Kakapo orchestrates a unique microtubule-associated plaque at the muscle-tendon junction site, rich with integrin mRNA. A. Subramanian , T. Volk. Department of Molecular Genetics, Weizmann Institute of Science, Rehovot 76100, Israel.

   Kakapo is a Drosophila intracellular cytoskeletal-associated protein, conserved in vertebrates. It is expressed in ectodermaly derived cells including tendons and neurons and known to play an important role in muscle-tendon junction formation, neuromuscular synapse formation, neuronal extension and wing development. We have analyzed the role of Kakapo following the establishment and maintenance of muscle-tendon junction at third instar larval stage.
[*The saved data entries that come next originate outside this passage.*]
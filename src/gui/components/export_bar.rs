// src/gui/components/export_bar.rs
//
// Format, headers, output path, and the Copy / Export / Training set buttons.

use eframe::egui;
use log::debug;

use crate::config::options::ExportFormat;
use crate::gui::{actions, app::App};

pub fn draw(ui: &mut egui::Ui, app: &mut App) {
    ui.horizontal(|ui| {
        ui.label("Format:");
        let before = app.state.options.export.format;
        let export = &mut app.state.options.export;
        for (format, label) in [(ExportFormat::Csv, "CSV"), (ExportFormat::Tsv, "TSV"), (ExportFormat::Json, "JSON")] {
            ui.selectable_value(&mut export.format, format, label);
        }

        // JSON always carries field names
        let is_json = matches!(export.format, ExportFormat::Json);
        ui.add_enabled(!is_json, egui::Checkbox::new(&mut export.include_headers, "Include headers"));

        if export.format != before {
            debug!("UI: export format → {:?}", export.format);
            app.refresh_out_path_text();
        }
    });

    ui.horizontal(|ui| {
        ui.label("Output:");
        if ui
            .add(egui::TextEdit::singleline(&mut app.out_path_text).font(egui::TextStyle::Monospace))
            .changed()
        {
            app.out_path_dirty = true;
        }
    });

    ui.horizontal(|ui| {
        if ui.button("Copy").clicked() {
            actions::copy(app, ui.ctx());
        }
        if ui.button("Export").clicked() {
            actions::export(app);
        }
        if ui
            .button("Training set")
            .on_hover_text("feats.csv + labels.csv under model/")
            .clicked()
        {
            actions::training_set(app);
        }

        ui.label(app.status_text());
    });
}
Co-precipitation analysis reveals that the individual domains in Kakapo show a binding profile with actin and tubulin. Consistent with the co-precipitation experiments; Kakapo is detected in high levels at a unique microtubule-associated plaque formed at the cytoplasmic faces of the muscle-tendon junction. A thin layer of microfilaments which is detected distinctly at the cytoplasmic faces of the muscle-tendon junction overlaps with Kakapo suggesting that Kakapo crosslinks the microtubules and actin layers at the junction. The physical association of Kakapo with microtubule binding proteins including APC, EB1 and PAR1 is currently studied. Insitu hybridization analysis of wild type larvae has revealed the accumulation of PSb-integrin mRNA at the cytoplasmic faces of the muscle-tendon junction, coinciding with the microtubule associated plaque. This plaque is disrupted following specific expression of double stranded kakapo RNA in tendon cells. Our results suggest that Kakapo organizes a unique microtubule based plaque at the muscle-tendon junction site, and cross-links it to the microfilament layer at this region. The possibility that this plaque may serve as a scaffold for the localization of junction specific mRNAs is currently being studied.